Did Warhol Make Art for the 1964 Worlds Fair
Wednesday, July 9th, 2014
Wanted but Undesired: Andy Warhol at the 1964 World'southward Fair
13 Most Wanted Men: Andy Warhol and the 1964 World's Off-white at The Queens Museum
April 27 to September seven, 2014
New York City Building, Flushing Meadows Corona Park
Queens, 718 592 9700
The facts are more or less clear. Invited by the architect Philip Johnson to propose a public artwork for the New York State Pavilion at the 1964 World's Fair, Andy Warhol chose as his subject a set of mug shots from a New York police department bulletin of 13 About Wanted Men. Silkscreened on a twenty-by-20-foot grid, the resulting work was installed loftier above the fairgrounds on the oval Circarama building—an oversized rogues gallery canonized by its reverential placement. Once the pre-fair media buzz had reported the public's objections over what was essentially a series of massive wanted posters in a setting meant to celebrate civic accomplishment, Warhol, seemingly immune to the controversy he'd set in motion, wrote a letter to the Fair's organizers suggesting that the work be painted over in a color "of the architect's choice."

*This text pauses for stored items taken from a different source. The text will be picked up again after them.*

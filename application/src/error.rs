//! [`Error`]-related definitions.

use std::fmt;

use client::{
    failure::Kind,
    infra::session_store,
    Failure,
};
use derive_more::Error as StdError;
use itertools::Itertools as _;
use tracerr::{Trace, Traced};

/// Defines a new error type.
#[expect(clippy::module_name_repetitions, reason = "more readable")]
#[macro_export]
macro_rules! define_error {
    (
        enum $name:ident {
            $(
                #[code = $code:literal]
                #[message = $message:literal]
                $variant:ident
            ),* $(,)?
        }
    ) => {
        /// Error type.
        #[derive(
            Clone,
            Copy,
            Debug,
            ::derive_more::Display,
            ::derive_more::Error
        )]
        #[repr(u16)]
        pub enum $name {
            $(
                #[display($message)]
                #[doc = $message]
                $variant,
            )*
        }

        impl From<$name> for $crate::Error {
            fn from(err: $name) -> Self {
                match err {
                    $(
                        $name::$variant => Self {
                            code: $code,
                            message: $message.to_string(),
                            backtrace: None,
                        },
                    )*
                }
            }
        }
    };
}

/// User-facing [`Error`] of a command.
#[derive(Clone, Debug, StdError)]
pub struct Error {
    /// [`Error`] code.
    pub code: Code,

    /// Backtrace of this [`Error`].
    #[error(not(backtrace))]
    pub backtrace: Option<Trace>,

    /// [`Error`] message.
    pub message: String,
}

impl Error {
    /// Create a new [`Error`] representing an internal error.
    #[must_use]
    pub fn internal(msg: &impl ToString) -> Self {
        Self {
            code: "INTERNAL_ERROR",
            message: msg.to_string(),
            backtrace: None,
        }
    }
}

impl fmt::Display for Error {
    fn fmt(&self, f: &mut fmt::Formatter<'_>) -> fmt::Result {
        let Self {
            code,
            backtrace,
            message,
        } = self;

        write!(
            f,
            "[{code}]: {message}{}",
            backtrace
                .iter()
                .format_with("\n", |trace, f| f(&format_args!("\n{trace}"))),
        )
    }
}

/// [`Error`] code.
pub type Code = &'static str;

/// Helper trait for converting types into [`Error`]s.
pub trait AsError {
    /// Tries to convert the type into an [`Error`].
    ///
    /// [`None`] is returned if the type cannot be converted into an [`Error`].
    fn try_as_error(&self) -> Option<Error>;

    /// Converts the type into an [`Error`].
    fn as_error(&self) -> Error
    where
        Self: fmt::Display,
    {
        self.try_as_error()
            .unwrap_or_else(|| Error::internal(&self))
    }

    /// Converts the type into an [`Error`] by consuming it.
    fn into_error(self) -> Error
    where
        Self: fmt::Display + Sized,
    {
        self.as_error()
    }
}

impl<E: AsError> AsError for Traced<E> {
    fn try_as_error(&self) -> Option<Error> {
        let mut error = self.as_ref().try_as_error()?;
        error.backtrace = Some(self.trace().clone());
        Some(error)
    }
}

impl AsError for Failure {
    fn try_as_error(&self) -> Option<Error> {
        let message = self.message.clone().unwrap_or_else(|| {
            match self.kind {
                Kind::Network => "Backend API cannot be reached",
                Kind::InvalidRequest => "Request cannot be composed",
                Kind::BadRequest => "Request is rejected as invalid",
                Kind::Unauthorized => "Log in to proceed",
                Kind::Forbidden => "Operation is not permitted",
                Kind::NotFound => "Requested resource does not exist",
                Kind::Server => "Backend API failed to serve the request",
                Kind::Decode => "Backend API responded unexpectedly",
            }
            .to_owned()
        });
        Some(Error {
            code: self.kind.into(),
            message,
            backtrace: None,
        })
    }
}

impl AsError for session_store::Error {
    fn try_as_error(&self) -> Option<Error> {
        None
    }
}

Afterwards the silkscreened panels were covered over with silver paint, the large monochromatic filigree remained for the entirety of the off-white, an enigmatic blank in a place that had been designated to glorify New York's vibrant cultural life. In an interview x years later, Johnson confessed that it was not Warhol's displeasure with the work that inspired its erasure (as Johnson stated publicly at the fourth dimension) only a bow to pressure level applied by Governor Nelson Rockefeller who was concerned that the work would alienate his large Italian-American constituency (the ethnicity of the majority of the mug shot subjects) during the initial stages of his campaign for the presidency.
In a small simply carefully organized evidence of paintings, films, and archival material, the Queens Museum, in association with the Warhol Museum, has reconstructed not only the details of the above incident, only the social and political context within which it took identify. Addressing the homoerotic subtext of the "nearly wanted men" subjects (Warhol'due south 1964 The thirteen Most Beautiful Boys screen tests are shown in an adjoining room), the exhibition too includes archival back up material that documents mainstream media's reportage on a changing cultural landscape. Revealing an atmosphere of repressive "cleansing" in New York City leading up to the opening of the Earth's Off-white, along with business about protests from ceremonious rights groups, news manufactures describe law raids on "cloak-and-dagger" film screenings of Jack Smith's Flaming Creatures (1963), as well equally a fearfulness of a planned "stall-in" (a group of protestors in cars that planned to collectively "run out of gas" to block the main highway to the fairgrounds) past the Congress for Racial Equality.
With pavilions sponsored by big business offering branded optimism accompanied by ethnic caricatures at the national pavilions, the fair merged a corporate futurism with Disney'southward "It'south a Small-scale Earth" motto, shrinking divergence and locality into a cartoonish internationalism that spoke to America's post-state of war ambitions of empire while dissent and "deviation" were beingness bottled up at home. While outwardly fun and carnivalesque, the 1964 Globe'due south Fair was a massive propagandistic effort and financial risk, with a cracking bargain at stake for organizer Robert Moses (whose 1939-40 fair at the same site had gone bankrupt) and Governor and presidential aspirant Nelson Rockefeller. Any controversy that might compromise the fair'southward success had to exist dealt with rapidly and decisively. With public pressure mounting, the 13 most wanted men were visible for a mere 48 hours before being covered over with silvery paint (and, briefly, a black shroud for expert measure).
There's a cute irony in the idea that a ready of (mug shot) portraits commissioned by the state, presumably with the public's welfare in mind, are appropriated past an artist to fulfill a public art committee which is and so censored past the state over concerns of alienating the public. While it'southward true that the subject of criminals is clearly out of pace with the laudatory atmosphere of a World's Fair, Warhol'southward coy literalism (he said he was asked to do a piece that had "something to do with New York") threatened to distract from the orgiastic mingling of a rising corporatism with national and regional pride then prominently featured at the Off-white. On the flooring of the Johnson-designed New York State Pavilion, adjacent to where the mug shots-turned-monochromes remained on display, was an enormous terrazzo road map of New York sponsored by Texaco, indicating all the locations of their gas stations across the state. In keeping with the Fair's agenda, which collapsed distinctions between business organization and everyday life, the "walkable" map realized a new scale of corporate paternalism within the public realm. With Warhol's (brief) elevation of the marginalized and feared now safely muted under the all-purpose glimmer of silver pigment, visitors below wandered across a map of the "new earth," a place where, the Fair seemed to promise, all their needs would be taken care of, as far into the future as they could imagine.